Praxislerngruppen

Praxislerngruppen (PLG)
im Rahmen des Dualen Lernens

BvBo Illustration

Was ist eine Praxislerngruppe?

Über praktische Arbeiten wieder Freude am Lernen entwickeln –

darum geht es in der Praxislerngruppe.

A = a · b kann eine abstrakte Formel sein, aber wenn ich eine Wand streiche und wissen will, wie viel Farbe ich brauche, wird die Flächenberechnung plötzlich zur praktischen Lebenshilfe.

Koche ich nach Rezept werden Maßeinheiten wie Centiliter oder neue Wörter wie Blanchieren oder Vinaigrette im praktischen Zusammenhang erfahrbar und prägen sich ein. Ganz nebenbei lerne ich mich später selbst zu versorgen, achtsam mit Lebensmitteln umzugehen und mich gesund zu ernähren.

Genau diese Lernmotivation machen sich die Praxislerngruppen an der
Willy-Brandt-Schule und Ernst-Schering-Schule zu Nutze.

Jedes Schuljahr werden ausgewählte Schülerinnen und Schüler der 9. Klasse in eine Praxislerngruppe aufgenommen. PLG findet, je nach Schulkonzept, an bis zu 3 Wochentagen statt.  In enger Zusammenarbeit mit den Fachlehrer*innen aus Mathematik, Naturwissenschaften und Deutsch erarbeiten die Schülerinnen und Schüler  Qualifizierungsbausteine und erhalten die Möglichkeit sich intensiv auf die Berufsbildungsreife vorzubereiten. Sollte die Berufsbildungsreife in Klasse 9 nicht erreicht werden, besteht die Möglichkeit die PLG auch in der 10. Klasse zu besuchen.

Was sind die Vorteile einer Praxislerngruppe?

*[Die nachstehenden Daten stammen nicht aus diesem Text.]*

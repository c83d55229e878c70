//! Scene-level errors.

use lumen_gpu::GpuError;
use thiserror::Error;

#[derive(Error, Debug)]
pub enum SceneError {
    #[error(transparent)]
    Gpu(#[from] GpuError),

    #[error(transparent)]
    Data(#[from] lumen_core::Error),

    #[error("Unknown mesh id: {0}")]
    UnknownMesh(u32),

    #[error("Unknown entity: {0:?}")]
    UnknownEntity(hecs::Entity),
}

impl SceneError {
    /// Whether the renderer must stop.
    pub fn is_fatal(&self) -> bool {
        match self {
            Self::Gpu(e) => e.is_fatal(),
            Self::Data(_) | Self::UnknownMesh(_) | Self::UnknownEntity(_) => false,
        }
    }
}

pub type Result<T> = std::result::Result<T, SceneError>;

  • Arbeit in einer kleinen Gruppe.
  • intensive Betreuung und Beratung durch Sozialpädagog*innen und Ausbilder*innen von Zukunftsbau und den zuständigen Fachlehrer*innen der Schule.
  • Besseres Verstehen des Schulstoffes durch praktisches Ausprobieren.
  • Sammeln erster beruflicher Kenntnisse und Erfahrungen durch handwerkliches Arbeiten.
  • Erwerb von handwerklichen Zertifikaten, die für die Bewerbung um einen Ausbildungsplatz eingesetzt werden können.
  • Hilfe bei der Berufsorientierung und Vermittlung in Praktika, Unterstützung bei der Ausbildungsplatzsuche.

Wer kann sich bewerben?

Bewerben können sich alle interessierten Schülerinnen und Schüler, die die 8. Klasse mit der Prognose abschließen, voraussichtlich keinen Schulabschluss zu erreichen. Interesse an handwerklichen Tätigkeiten ist eine wichtige Voraussetzung für die Bewerbung. Es können nur Schülerinnen und Schüler aufgenommen werden, die nicht zu viele unentschuldigte Fehlzeiten haben.

Die Praxislerngruppen als Sonderform des Dualen Lernens werden gefördert durch die Senatsverwaltung für Bildung, Jugend und Wissenschaft.